Faulty cell division can put organisms, including people, on the pathway to diseases such as cancer, Robinson notes, and a better understanding of how cells respond to mechanical stress on their shapes could present new targets for both diagnosing and treating such diseases.
Working with hardy, single-celled protozoa that move and divide similarly to human cells, the scientists watched through microscopes while they deformed the cells' shapes with a tiny instrument that, like a soda straw, sucks in on the cell surface and creates distorted shapes.
"This particular method, based on a very old principle that dates back to Archimedes, enables us to deform cells without killing them, much in the same way that natural processes in the body constantly assault them, Robinson says."
Once the cells were warped, the scientists monitored the movements of fluorescent-tagged myosin II and cortexillin I. Myosin, which normally accumulates in the middles of cells during division to help power that process, collected instead at the sites of disturbances made by the micropipette. Also amassing with myosin was cortexillin I, a so-called actin-crosslinking protein that, like glue, holds the toothpick-like filaments of a cell's housing together.

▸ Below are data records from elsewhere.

//! PostgreSQL-backed `StatusRepository` implementation using Diesel ORM.

use async_trait::async_trait;
use diesel::prelude::*;
use diesel_async::RunQueryDsl;

use crate::domain::ports::{RepositoryError, StatusRepository};
use crate::domain::{NewStatus, ProjectId, Status, StatusId, StatusKind};

use super::diesel_helpers::{collect_rows, invalid_row, map_diesel_error, map_pool_error};
use super::models::{StatusRow, StatusValues};
use super::pool::DbPool;
use super::schema::statuses;

/// Diesel-backed implementation of the `StatusRepository` port.
#[derive(Clone)]
pub struct DieselStatusRepository {
    pool: DbPool,
}

impl DieselStatusRepository {
    pub fn new(pool: DbPool) -> Self {
        Self { pool }
    }
}

fn row_to_status(row: StatusRow) -> Result<Status, RepositoryError> {
    let kind = StatusKind::parse(&row.kind)
        .ok_or_else(|| invalid_row("statuses", format!("unknown kind {}", row.kind)))?;
    Ok(Status {
        id: StatusId::new(row.id),
        project: ProjectId::new(row.project_id),
        kind,
        name: row.name,
        slug: row.slug,
        order: row.sort_order,
        is_closed: row.is_closed,
        color: row.color,
    })
}

#[async_trait]
impl StatusRepository for DieselStatusRepository {
    async fn create(&self, status: NewStatus) -> Result<Status, RepositoryError> {
        let mut conn = self.pool.get().await.map_err(map_pool_error)?;
        let values = StatusValues {
            project_id: status.project.get(),
            kind: status.kind.as_str(),
            name: &status.name,
            slug: &status.slug,
            sort_order: status.order,
            is_closed: status.is_closed,
            color: &status.color,
        };
        let stored: StatusRow = diesel::insert_into(statuses::table)
            .values(&values)
            .returning(StatusRow::as_returning())
            .get_result(&mut conn)
            .await
            .map_err(map_diesel_error)?;
        row_to_status(stored)
    }

    async fn find_by_id(&self, id: StatusId) -> Result<Option<Status>, RepositoryError> {
        let mut conn = self.pool.get().await.map_err(map_pool_error)?;
        let row: Option<StatusRow> = statuses::table
            .find(id.get())
            .select(StatusRow::as_select())
            .first(&mut conn)
            .await
            .optional()
            .map_err(map_diesel_error)?;
        row.map(row_to_status).transpose()
    }

    async fn list_by_project(
        &self,
        project: ProjectId,
        kind: StatusKind,
    ) -> Result<Vec<Status>, RepositoryError> {
        let mut conn = self.pool.get().await.map_err(map_pool_error)?;
        let rows: Vec<StatusRow> = statuses::table
            .filter(statuses::project_id.eq(project.get()))
            .filter(statuses::kind.eq(kind.as_str()))
            .select(StatusRow::as_select())
            .order_by((statuses::sort_order, statuses::id))
            .load(&mut conn)
            .await
            .map_err(map_diesel_error)?;
        collect_rows(rows, row_to_status)
    }

    async fn update(&self, status: &Status) -> Result<(), RepositoryError> {
        let mut conn = self.pool.get().await.map_err(map_pool_error)?;
        let values = StatusValues {
            project_id: status.project.get(),
            kind: status.kind.as_str(),
            name: &status.name,
            slug: &status.slug,
            sort_order: status.order,
            is_closed: status.is_closed,
            color: &status.color,
        };
        let updated = diesel::update(statuses::table.find(status.id.get()))
            .set(&values)
            .execute(&mut conn)
            .await
            .map_err(map_diesel_error)?;
        if updated == 0 {
            return Err(RepositoryError::missing(format!("status {}", status.id)));
        }
        Ok(())
    }

    async fn delete(&self, id: StatusId) -> Result<(), RepositoryError> {
        let mut conn = self.pool.get().await.map_err(map_pool_error)?;
        let deleted = diesel::delete(statuses::table.find(id.get()))
            .execute(&mut conn)
            .await
            .map_err(map_diesel_error)?;
        if deleted == 0 {
            return Err(RepositoryError::missing(format!("status {id}")));
        }
        Ok(())
    }
}

#[cfg(test)]
mod tests {
    use super::*;
    use rstest::rstest;

    fn row(kind: &str) -> StatusRow {
        StatusRow {
            id: 5,
            project_id: 2,
            kind: kind.to_owned(),
            name: "Done".to_owned(),
            slug: "done".to_owned(),
            sort_order: 5,
            is_closed: true,
            color: "#669900".to_owned(),
        }
    }

    #[rstest]
    #[case("user_story", StatusKind::UserStory)]
    #[case("issue", StatusKind::Issue)]
    fn rows_convert_to_statuses(#[case] kind: &str, #[case] expected: StatusKind) {
        let status = row_to_status(row(kind)).expect("valid row");

        assert_eq!(status.kind, expected);
        assert_eq!(status.order, 5);
        assert!(status.is_closed);
    }

    #[rstest]
    fn unknown_kinds_are_rejected() {
        let error = row_to_status(row("task")).expect_err("unknown kind");

        assert!(matches!(error, RepositoryError::Query { .. }));
    }
}
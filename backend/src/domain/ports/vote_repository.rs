//! Port for project stars and issue votes.
use async_trait::async_trait;

use crate::domain::{ProjectId, UserId, VoteTarget};

use super::RepositoryError;

/// Storage for votes. A user votes at most once per target.
#[cfg_attr(test, mockall::automock)]
#[async_trait]
pub trait VoteRepository: Send + Sync {
    /// Record a vote; `false` when it already existed.
    async fn add(&self, target: VoteTarget, user: UserId) -> Result<bool, RepositoryError>;

    /// Withdraw a vote; `false` when there was none.
    async fn remove(&self, target: VoteTarget, user: UserId) -> Result<bool, RepositoryError>;

    /// Voters of `target`, in voting order.
    async fn voters(&self, target: VoteTarget) -> Result<Vec<UserId>, RepositoryError>;

    async fn count(&self, target: VoteTarget) -> Result<usize, RepositoryError>;

    /// Projects starred by `user`.
    async fn starred_projects(&self, user: UserId) -> Result<Vec<ProjectId>, RepositoryError>;
}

In the experiments, as soon as the two proteins accumulated to a certain level, the cells contracted, escaping the pipettes and assuming their original shapes. After the cells righted themselves, the proteins realigned along the cells' midlines and pinched to divide symmetrically into two daughter cells.
The researchers repeated the experiment using cells engineered to lack myosin II and then again with cells lacking cortexillin I. They discovered that cortexillin I responded to deformations except when myosin II was removed, and myosin II responded to deformations except when cortexillin I was removed.
"It's clear that the two need each other to operate as a cellular mechanosensor," Robinson says.